Yeah, actually it stays in our subconscious and thats how psychological problems are formed...from abuse from other people.


----------



## harrison (Apr 14, 2012)

Wings of Amnesty said:


> I partly agree with you, but I think this could have been have been avoided *if it were posted in the proper section*. This is the controversial debate section, and by posting it here she's asking to be criticized and have the events of her story up for debate on whether she was actually harassed.


When i look at something on here I never even notice which section it's in. I read what's said, that's all.


----------



## Haillzz91 (Oct 26, 2013)

sajs said:


> Helping people who needs help is called being supported. Why don't you check Persephone reply to what I said and then think about if she took it wrong or as a joke like was intended and then think about if you would made the same statement you did because of that.
> 
> If you would not, you got the point. If you would do it still, that shows you only want to make something against me despite if you are right or not.

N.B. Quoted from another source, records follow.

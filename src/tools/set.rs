//! Tool handler set
//!
//! An explicit name -> handler map built once at startup. Handlers receive
//! their collaborators through [`ToolContext`] instead of closing over
//! module-level state.

use super::catalog::ToolSchema;
use super::output::ToolOutput;
use crate::images::ImageGenerator;
use crate::registry::SharedRegistry;
use crate::{Result, VoxError};
use futures::future::BoxFuture;
use futures::FutureExt;
use serde::de::DeserializeOwned;
use serde_json::{Map, Value};
use std::collections::{BTreeSet, HashMap};
use std::future::Future;
use std::sync::Arc;
use std::time::Duration;
use tracing::debug;

/// Collaborators injected into every handler
#[derive(Clone)]
pub struct ToolContext {
    pub registry: SharedRegistry,
    pub images: Arc<dyn ImageGenerator>,
    /// Upper bound on one image generation call
    pub image_timeout: Duration,
}

impl ToolContext {
    pub fn new(registry: SharedRegistry, images: Arc<dyn ImageGenerator>) -> Self {
        Self {
            registry,
            images,
            image_timeout: Duration::from_secs(60),
        }
    }

    pub fn with_image_timeout(mut self, timeout: Duration) -> Self {
        self.image_timeout = timeout;
        self
    }
}

type SyncFn = dyn Fn(&ToolContext, Value) -> ToolOutput + Send + Sync;
type AsyncFn = dyn Fn(ToolContext, Value) -> BoxFuture<'static, ToolOutput> + Send + Sync;

/// A registered handler
#[derive(Clone)]
pub enum Handler {
    /// Completes without suspending
    Sync(Arc<SyncFn>),
    /// Performs external I/O
    Async(Arc<AsyncFn>),
}

impl Handler {
    /// Wrap a typed synchronous handler
    pub fn sync<A, F>(f: F) -> Self
    where
        A: DeserializeOwned,
        F: Fn(&ToolContext, A) -> Result<ToolOutput> + Send + Sync + 'static,
    {
        Handler::Sync(Arc::new(move |ctx: &ToolContext, args: Value| {
            match parse_args::<A>(args) {
                Ok(args) => f(ctx, args).unwrap_or_else(ToolOutput::from),
                Err(e) => ToolOutput::from(e),
            }
        }))
    }

    /// Wrap a typed asynchronous handler
    pub fn asynchronous<A, F, Fut>(f: F) -> Self
    where
        A: DeserializeOwned + Send + 'static,
        F: Fn(ToolContext, A) -> Fut + Send + Sync + 'static,
        Fut: Future<Output = Result<ToolOutput>> + Send + 'static,
    {
        let f = Arc::new(f);
        Handler::Async(Arc::new(move |ctx: ToolContext, args: Value| {
            let f = Arc::clone(&f);
            async move {
                match parse_args::<A>(args) {
                    Ok(args) => f(ctx, args).await.unwrap_or_else(ToolOutput::from),
                    Err(e) => ToolOutput::from(e),
                }
            }
            .boxed()
        }))
    }

    pub async fn call(&self, ctx: &ToolContext, args: Value) -> ToolOutput {
        match self {
            Handler::Sync(f) => f(ctx, args),
            Handler::Async(f) => f(ctx.clone(), args).await,
        }
    }
}

/// Argument type of tools that take none
#[derive(Debug, Default, serde::Deserialize)]
pub struct NoArgs {}

/// Decode handler arguments; a missing payload counts as `{}`
pub fn parse_args<A: DeserializeOwned>(args: Value) -> Result<A> {
    let args = if args.is_null() {
        Value::Object(Map::new())
    } else {
        args
    };
    serde_json::from_value(args)
        .map_err(|e| VoxError::Validation(format!("Invalid arguments: {}", e)))
}

/// Name -> handler map
#[derive(Clone, Default)]
pub struct ToolSet {
    handlers: HashMap<&'static str, Handler>,
}

impl ToolSet {
    pub fn new() -> Self {
        Self::default()
    }

    /// Every page tool
    pub fn standard() -> Result<Self> {
        let mut set = Self::new();
        super::page::register(&mut set)?;
        super::content::register(&mut set)?;
        super::structure::register(&mut set)?;
        super::style::register(&mut set)?;
        super::layout::register(&mut set)?;
        super::image::register(&mut set)?;
        debug!("Registered {} tools", set.len());
        Ok(set)
    }

    pub fn register(&mut self, name: &'static str, handler: Handler) -> Result<()> {
        if self.handlers.contains_key(name) {
            return Err(VoxError::Configuration(format!(
                "Tool {} registered twice",
                name
            )));
        }
        self.handlers.insert(name, handler);
        Ok(())
    }

    pub fn get(&self, name: &str) -> Option<&Handler> {
        self.handlers.get(name)
    }

    /// Registered names, sorted
    pub fn names(&self) -> Vec<&'static str> {
        let mut names: Vec<_> = self.handlers.keys().copied().collect();
        names.sort_unstable();
        names
    }

    pub fn len(&self) -> usize {
        self.handlers.len()
    }

    pub fn is_empty(&self) -> bool {
        self.handlers.is_empty()
    }

    /// Run a tool by name; `None` when no such tool exists
    pub async fn invoke(&self, ctx: &ToolContext, name: &str, args: Value) -> Option<ToolOutput> {
        let handler = self.get(name)?;
        Some(handler.call(ctx, args).await)
    }

    /// Check 1:1 correspondence between handlers and advertised schemas
    pub fn verify_catalog(&self, catalog: &[ToolSchema]) -> Result<()> {
        let advertised: BTreeSet<&str> = catalog.iter().map(|schema| schema.name).collect();
        let handled: BTreeSet<&str> = self.handlers.keys().copied().collect();

        let mut problems = Vec::new();
        let unhandled: Vec<&str> = advertised.difference(&handled).copied().collect();
        if !unhandled.is_empty() {
            problems.push(format!("advertised without handler: {}", unhandled.join(", ")));
        }
        let unadvertised: Vec<&str> = handled.difference(&advertised).copied().collect();
        if !unadvertised.is_empty() {
            problems.push(format!("handler without schema: {}", unadvertised.join(", ")));
        }
        if advertised.len() != catalog.len() {
            problems.push("catalog lists a tool more than once".to_string());
        }

        if problems.is_empty() {
            Ok(())
        } else {
            Err(VoxError::Configuration(problems.join("; ")))
        }
    }
}

#[cfg(test)]
mod tests {
    use super::*;
    use crate::images::DisabledImageGenerator;
    use crate::registry::shared_registry;
    use serde::Deserialize;
    use serde_json::json;

    #[derive(Deserialize)]
    #[serde(rename_all = "camelCase")]
    struct EchoArgs {
        element_id: String,
    }

    fn ctx() -> ToolContext {
        ToolContext::new(shared_registry(), Arc::new(DisabledImageGenerator))
    }

    fn echo_set() -> ToolSet {
        let mut set = ToolSet::new();
        set.register(
            "echo",
            Handler::sync(|_, args: EchoArgs| Ok(ToolOutput::success().with("elementId", args.element_id))),
        )
        .unwrap();
        set
    }

    #[tokio::test]
    async fn test_typed_arguments() {
        let output = echo_set()
            .invoke(&ctx(), "echo", json!({"elementId": "p1"}))
            .await
            .unwrap();
        assert_eq!(output.get_str("elementId"), Some("p1"));
    }

    #[tokio::test]
    async fn test_bad_shape_is_failure_output() {
        let output = echo_set()
            .invoke(&ctx(), "echo", json!({"elementId": 7}))
            .await
            .unwrap();
        assert!(!output.is_success());
        assert!(output.error().unwrap().starts_with("Validation error: Invalid arguments"));
    }

    #[tokio::test]
    async fn test_unknown_tool_is_none() {
        assert!(echo_set().invoke(&ctx(), "nope", Value::Null).await.is_none());
    }

    #[test]
    fn test_duplicate_registration_rejected() {
        let mut set = echo_set();
        let err = set
            .register("echo", Handler::sync(|_, _: Value| Ok(ToolOutput::success())))
            .unwrap_err();
        assert!(matches!(err, VoxError::Configuration(_)));
    }

    #[test]
    fn test_verify_catalog_reports_both_directions() {
        let set = echo_set();
        let catalog = vec![ToolSchema::new("other", "Other tool", None)];
        let err = set.verify_catalog(&catalog).unwrap_err().to_string();
        assert!(err.contains("advertised without handler: other"));
        assert!(err.contains("handler without schema: echo"));
    }
}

If it was a joke, it was a really rude and crude joke to say you wanted to slap her butt. She had every right to be mad with you.


----------



## sajs (Jan 3, 2015)

Persephone The Dread said:


> Talking to yourself is the first sign of madness they say.


You are mean =( :lol


----------



## harrison (Apr 14, 2012)

Haillzz91 said:


> Yeah, actually it stays in our subconscious and thats how psychological problems are formed...from abuse from other people.


Yeah, from abuse and from misunderstanding - there's a lot of the latter on this forum.


----------



## Wings of Amnesty (Aug 5, 2015)

don said:


> When i look at something on here I never even notice which section it's in. I read what's said, that's all.


I can understand that, I don't usually either, but there are different sections and actually if you look at the rules they're moderated differently. Specifically, this section is moderated more loosely and allows criticism of each other. Not personal attacks, but, this section isn't required to be supportive and expects a debate.



Haillzz91 said:


> I didn't know this wasn't the best section to post it though. I just figured harassment is a societal issue and thought this was the right section.


It really just depends on what your goals were. If you don't want people to debate over whether what happened is actually harassment or whether you were just oversensitive, then this would not be a good place to put it. It looks from the video you mostly wanted to give advice to others on standing up for themselves, so coping was probably best, or frustration, or even general discussion would be good.


----------



## sajs (Jan 3, 2015)

Haillzz91 said:


> If it was a joke, it was a really rude and crude joke to say you wanted to slap her butt. She had every right to be mad with you.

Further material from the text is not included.